Belum sempat pertanyaan tersebut dijawab (yang kmungkinan jika dijawab pun akan salah), Gus Dur pun menjawabnya sendiri ”Penyebab sakit gigi itu sama dengan penyebab orang hamil dan sama juga dengan penyebab mengapa rumput tumbuh tinggi, yaitu sama-sama terlambat dicabut.”


Begitulah Gus Dur. Selalu hidup dengan lelucon-leluconnya untuk membantu orang di sekelilingnya selalu tertawa. Dia lupa bahwa dirinya sedang dalam keadaan yang kurang baik secara fisik, namun demikian kepentingan kebahagiaan orang lainlah yang kiranya diutamakan baginya. Contoh di atas adalah sebagian kecil joke ala Gus Dur, karena sebenarnya masih banyak lelucon-lelucon Gus Dur yang kemudian banyak dituangkan dalam buku khususnya.

Sebagian orang memang memandang bentuk lelucon yang disampaikan Gus Dur ini memang pure lelucon belaka. Hanya saja, hal ini tidak disetujui oleh Jaya Suprana. Bahkan pemimpin tertinggi Museum Rekor Indonesia (MURI) ini menganggap bahwa Gus Dur layak mendapatkan sertifikat MURI karena sering disalah tafsirkan.

Masih dalam pendapat Jaya Suprana, dia menambahkan bahwa salah satu hal yang membuatnya tergelitik adalah adanya sebutan “Pak Gus Dur” yang sering didengarnya. Jaya Suprana masih kurang paham bagaimana seorang memanggil nama Gus Dur dengan penambahan “Pak”. Padahal, menurutnya, “Gus” sendiri dapat diartikan sebagai “Pak”.
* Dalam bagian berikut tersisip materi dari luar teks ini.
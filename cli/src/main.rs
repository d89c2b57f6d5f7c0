use std::env;
use std::process::ExitCode;

use employee_form_cli::run_cli;

fn main() -> ExitCode {
    let args: Vec<String> = env::args().collect();
    run_cli(args)
}
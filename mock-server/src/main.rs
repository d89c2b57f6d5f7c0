use log::info;
use tokio::net::TcpListener;

#[tokio::main]
async fn main() -> Result<(), std::io::Error> {
    env_logger::Builder::from_env(env_logger::Env::default().default_filter_or("info")).init();
    let port = std::env::var("PORT").unwrap_or_else(|_| "5000".to_string());
    let addr = format!("127.0.0.1:{port}");
    let listener = TcpListener::bind(&addr).await?;
    info!("listening on {addr}");
    mock_server::run(listener).await
}
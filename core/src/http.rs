//! HTTP transport types for the host-does-IO pattern.
//!
//! # Design
//! Requests and responses are plain data. The form controller builds an
//! `HttpRequest` and interprets an `HttpResponse`, but never opens a socket:
//! a host (the CLI, a test, a browser shim) executes the round-trip through
//! the `Transport` trait or by hand.

use crate::error::ApiError;

/// HTTP method for a request.
#[derive(Debug, Clone, Copy, PartialEq, Eq)]
pub enum HttpMethod {
    Post,
}

impl HttpMethod {
    pub fn as_str(&self) -> &'static str {
        match self {
            HttpMethod::Post => "POST",
        }
    }
}

/// An HTTP request described as plain data.
#[derive(Debug, Clone, PartialEq, Eq)]
pub struct HttpRequest {
    pub method: HttpMethod,
    pub path: String,
    pub headers: Vec<(String, String)>,
    pub body: Option<String>,
}

/// An HTTP response described as plain data.
#[derive(Debug, Clone)]
pub struct HttpResponse {
    pub status: u16,
    pub body: String,
}

impl HttpResponse {
    pub fn is_success(&self) -> bool {
        (200..300).contains(&self.status)
    }
}

/// Executes an `HttpRequest` and hands back the raw response.
///
/// Non-2xx statuses must come back as `Ok(HttpResponse)`; `Err` is reserved
/// for failures where no response exists at all (refused connection, DNS,
/// timeouts). Implementations should report those as `ApiError::Transport`.
pub trait Transport {
    fn execute(&self, request: HttpRequest) -> Result<HttpResponse, ApiError>;
}
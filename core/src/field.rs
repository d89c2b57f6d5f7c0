//! The fixed set of form fields and their descriptors.
//!
//! # Design
//! Rendering, validation and (de)serialization all walk `FIELDS`, a static
//! table in display order. Nothing enumerates keys at runtime, so the order
//! and the key set cannot drift between the view and the wire format.

use std::fmt;
use std::str::FromStr;

use crate::validation::{self, Rule};

/// One of the seven employee form fields.
#[derive(Debug, Clone, Copy, PartialEq, Eq, Hash)]
pub enum Field {
    EmployeeId,
    Name,
    Email,
    PhoneNumber,
    Department,
    DateOfJoining,
    Role,
}

/// How a host should render the input control for a field.
#[derive(Debug, Clone, Copy, PartialEq, Eq)]
pub enum InputKind {
    Text,
    Date,
}

/// Static description of a field: wire key, label, input kind and the
/// validation rule applied at submit time (if any).
#[derive(Debug, Clone, Copy)]
pub struct FieldSpec {
    pub field: Field,
    pub key: &'static str,
    pub label: &'static str,
    pub kind: InputKind,
    pub rule: Option<Rule>,
}

/// All fields in display order.
pub const FIELDS: [FieldSpec; 7] = [
    FieldSpec {
        field: Field::EmployeeId,
        key: "EmployeeID",
        label: "Employee ID",
        kind: InputKind::Text,
        rule: Some(validation::EMPLOYEE_ID),
    },
    FieldSpec {
        field: Field::Name,
        key: "Name",
        label: "Name",
        kind: InputKind::Text,
        rule: None,
    },
    FieldSpec {
        field: Field::Email,
        key: "Email",
        label: "Email",
        kind: InputKind::Text,
        rule: Some(validation::EMAIL),
    },
    FieldSpec {
        field: Field::PhoneNumber,
        key: "PhoneNumber",
        label: "Phone Number",
        kind: InputKind::Text,
        rule: Some(validation::PHONE_NUMBER),
    },
    FieldSpec {
        field: Field::Department,
        key: "Department",
        label: "Department",
        kind: InputKind::Text,
        rule: Some(validation::DEPARTMENT),
    },
    FieldSpec {
        field: Field::DateOfJoining,
        key: "DateOfJoining",
        label: "Date Of Joining",
        kind: InputKind::Date,
        rule: Some(validation::DATE_OF_JOINING),
    },
    FieldSpec {
        field: Field::Role,
        key: "Role",
        label: "Role",
        kind: InputKind::Text,
        rule: Some(validation::ROLE),
    },
];

impl Field {
    pub const ALL: [Field; 7] = [
        Field::EmployeeId,
        Field::Name,
        Field::Email,
        Field::PhoneNumber,
        Field::Department,
        Field::DateOfJoining,
        Field::Role,
    ];

    pub fn spec(self) -> &'static FieldSpec {
        &FIELDS[self.index()]
    }

    /// Position in display order; also the index into `FIELDS`.
    pub fn index(self) -> usize {
        match self {
            Field::EmployeeId => 0,
            Field::Name => 1,
            Field::Email => 2,
            Field::PhoneNumber => 3,
            Field::Department => 4,
            Field::DateOfJoining => 5,
            Field::Role => 6,
        }
    }

    pub fn key(self) -> &'static str {
        self.spec().key
    }

    pub fn label(self) -> &'static str {
        self.spec().label
    }

    pub fn kind(self) -> InputKind {
        self.spec().kind
    }

    pub fn placeholder(self) -> String {
        format!("Enter {}", self.label())
    }
}

impl fmt::Display for Field {
    fn fmt(&self, f: &mut fmt::Formatter<'_>) -> fmt::Result {
        f.write_str(self.key())
    }
}

/// Returned when a string names none of the form fields.
#[derive(Debug, Clone, PartialEq, Eq, thiserror::Error)]
#[error("unknown field: {0}")]
pub struct UnknownField(pub String);

impl FromStr for Field {
    type Err = UnknownField;

    /// Accepts either the wire key or the label, ignoring case, spaces,
    /// underscores and dashes ("EmployeeID", "employee id", "phone_number").
    fn from_str(s: &str) -> Result<Self, Self::Err> {
        let wanted = normalize(s);
        FIELDS
            .iter()
            .find(|spec| normalize(spec.key) == wanted || normalize(spec.label) == wanted)
            .map(|spec| spec.field)
            .ok_or_else(|| UnknownField(s.to_string()))
    }
}

fn normalize(s: &str) -> String {
    s.chars()
        .filter(|c| !matches!(c, ' ' | '_' | '-'))
        .flat_map(char::to_lowercase)
        .collect()
}

#[cfg(test)]
mod tests {
    use super::*;

    #[test]
    fn table_order_matches_index() {
        for (i, field) in Field::ALL.iter().enumerate() {
            assert_eq!(field.index(), i);
            assert_eq!(FIELDS[i].field, *field);
        }
    }

    #[test]
    fn only_date_of_joining_is_a_date_input() {
        let dates: Vec<Field> = Field::ALL
            .into_iter()
            .filter(|f| f.kind() == InputKind::Date)
            .collect();
        assert_eq!(dates, vec![Field::DateOfJoining]);
    }

    #[test]
    fn name_has_no_rule() {
        assert!(Field::Name.spec().rule.is_none());
        assert!(Field::ALL
            .into_iter()
            .filter(|f| *f != Field::Name)
            .all(|f| f.spec().rule.is_some()));
    }

    #[test]
    fn placeholder_uses_label() {
        assert_eq!(Field::DateOfJoining.placeholder(), "Enter Date Of Joining");
        assert_eq!(Field::EmployeeId.placeholder(), "Enter Employee ID");
    }

    #[test]
    fn parse_accepts_keys_and_labels() {
        assert_eq!("EmployeeID".parse::<Field>().unwrap(), Field::EmployeeId);
        assert_eq!("employee id".parse::<Field>().unwrap(), Field::EmployeeId);
        assert_eq!("phone_number".parse::<Field>().unwrap(), Field::PhoneNumber);
        assert_eq!("Date Of Joining".parse::<Field>().unwrap(), Field::DateOfJoining);
        assert_eq!("ROLE".parse::<Field>().unwrap(), Field::Role);
    }

    #[test]
    fn parse_rejects_unknown() {
        let err = "salary".parse::<Field>().unwrap_err();
        assert_eq!(err, UnknownField("salary".to_string()));
    }
}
Gus Dur di mata Jaya Suprana memang sosok yang sulit diterka. Itu sebab, dia pun kemudian menyamakan sosok Gus Dur ini sama dengan Socrates, seorang filsuf asal Athena-Yunani ini. Dalam penuangan pendapatnya tersebut, Jaya Suprana mengatakan bahwa antara Gus Dur dan Socrates memiliki kesamaan dalam hal pengungkapan yang ngawur atau dalam istilahnya sendiri menggunakan nama “biarisme”. Salah satu yang diingatnya adalah kasus yang menimpa diri Gus Dur akibat pendapatnya yang mengatakan bahwa Kitab Suci al-Quran adalah kitab suci pornografis. Itu sebab, tidak selang setelah pelontaran kalimat tersebut, Gus Dur pun akhirnya mendapat kcaman dan dituntut karena menganggap Gus Dur telah melecehkan dan menghina agama.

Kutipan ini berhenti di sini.